The evidence for appellees is to the effect that they are the joint owners of the land in controversy; that on the day the contract was entered into, the terms of it were discussed and all embraced in the written contract sued upon; that J. R. Bailey had authority from his wife to make the contract; that at the time it was signed appellant executed to appellees a check for $500 as earnest money. This check, though executed on the 7th, was dated May 10th. After the check and contract were signed they were delivered to Mr. Poteet, who was acting as appellees’ agent in making the sale. After the contract was signed, appellant wanted to know if appellee would give him the option for January 1st instead of June. J. R. Bailey replied that he would see Col. Gaither and ascertain if it was legal. The parties were engaged in making the trade from about noon until sundown. On Tuesday morning the parties met at Col. Gaither’s and he had the contract drawn with the change desired by appellant, but appellant declined to execute it; and suit was, therefore, brought upon the contract in question. On June 20th, W. J. Poteet, appellees’ agent, went to the residence of appellant in Mercer county with a deed drawn in accordance with the contract, which was signed and acknowledged by J. R. Bailey and Mildred Bailey, for the purpose of tendering it to appellant. The agent was informed that appellant was not at his residence but was on some part of his farm.. The agent sought appellant at that point and found his horse and buggy hitched there but was unable to find appellant. He returned to appellant’s house and spent the entire after*797noon searching for him but could not find him, and about dark returned to his home.
The evidence of appellant and his nephew, Corn, is to the effect that during the time that Poteet was preparing the contract and before it was signed, Bailey told appellant he would not be bound by any contract unless his attorney prepared or approved it; that some one then went to the telephone and called Mr. Gaither, but was unable to get him.

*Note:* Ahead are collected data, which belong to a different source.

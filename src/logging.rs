//! Logging initialization for offer-wizard.
//!
//! With `logging.to_file`: logs to `<state>/logs/offer-wizard-{datetime}.log`
//! Otherwise: logs to stderr

use anyhow::{Context, Result};
use chrono::{DateTime, Utc};
use std::path::PathBuf;
use tracing_appender::non_blocking::WorkerGuard;
use tracing_subscriber::{layer::SubscriberExt, util::SubscriberInitExt};

use crate::config::Config;

/// Result of logging initialization
pub struct LoggingHandle {
    /// Guard that must be kept alive for the duration of the program.
    /// When dropped, ensures all buffered logs are flushed.
    pub _guard: Option<WorkerGuard>,

    /// Path to the log file (only set with file logging enabled)
    pub log_file_path: Option<PathBuf>,
}

/// Effective filter directive: `--debug` beats the configured level, `RUST_LOG` beats both
fn filter_directive(config: &Config, debug_override: bool) -> String {
    let log_level = if debug_override {
        "debug".to_string()
    } else {
        config.logging.level.clone()
    };
    std::env::var("RUST_LOG").unwrap_or(log_level)
}

fn log_file_name(now: DateTime<Utc>) -> String {
    format!("offer-wizard-{}.log", now.format("%Y%m%dT%H%M%SZ"))
}

/// Initialize logging from configuration.
///
/// `debug_override` comes from the `--debug` flag. The returned handle must be
/// kept alive for the duration of the program.
pub fn init_logging(config: &Config, debug_override: bool) -> Result<LoggingHandle> {
    let filter = tracing_subscriber::EnvFilter::new(filter_directive(config, debug_override));

    if config.logging.to_file {
        let logs_dir = config.logs_path();
        std::fs::create_dir_all(&logs_dir).context("Failed to create logs directory")?;

        let log_filename = log_file_name(Utc::now());
        let log_file_path = logs_dir.join(&log_filename);

        let file_appender = tracing_appender::rolling::never(&logs_dir, &log_filename);
        let (non_blocking, guard) = tracing_appender::non_blocking(file_appender);

        tracing_subscriber::registry()
            .with(filter)
            .with(
                tracing_subscriber::fmt::layer()
                    .with_target(false)
                    .with_ansi(false) // No ANSI codes in log files
                    .with_writer(non_blocking),
            )
            .init();

        Ok(LoggingHandle {
            _guard: Some(guard),
            log_file_path: Some(log_file_path),
        })
    } else {
        tracing_subscriber::registry()
            .with(filter)
            .with(
                tracing_subscriber::fmt::layer()
                    .with_target(false)
                    .with_writer(std::io::stderr),
            )
            .init();

        Ok(LoggingHandle {
            _guard: None,
            log_file_path: None,
        })
    }
}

Appellant and Bailey then signed the contract with the understanding and agreement that it was not binding or complete, but that-they were to return the following Tuesday when a proper contract would be prepared under the directions of Bailey’s attorney. On cross-examination, appellant admitted that he agreed to the provisions in the contract which he signed, but stated that he wanted the privilege of taking possession either in June or January, and that to this extent the parties did not agree upon the contract. Appellant also stated that he was at his home and out in his tobacco patch on the afternoon of June 20th, when Mr. Poteet claims to have called there, and that he never hid himself nor sought in any way to avoid the tender of the deed. Appellant also testified that the reason he did not sign the contract prepared by Col. Gaither on Tuesday was that J. R, Bailey’s wife’s name was not signed to the contract and he did not consider it binding. He also testified that on that occasion Mr. Poteet told him that if he did not sign the new contract he would not get the land. Mr. Demaree testified that Mr. Poteet told him Mr. Bailey would not accept the contract until his lawyer looked over it. Mr. Bailey admitted that after the execution of the contract, he attempted to sell the land to others, but said that he did this' on the advice of his áttorney who told him that as appellant had refused to take the land he could sell it to some one else. Our attention is also called to certain statements made by Bailey and Poteet in their testimony to the effect that Mr. Bailey said he did not want a binding contract unless his lawyer did the writing. A careful reading of their testimony, however, convinces us that these statements were not made with reference to any alteration of the contract. In other words, if the contract was to be altered, Bailey wanted his attorney to make the alteration or apprové it.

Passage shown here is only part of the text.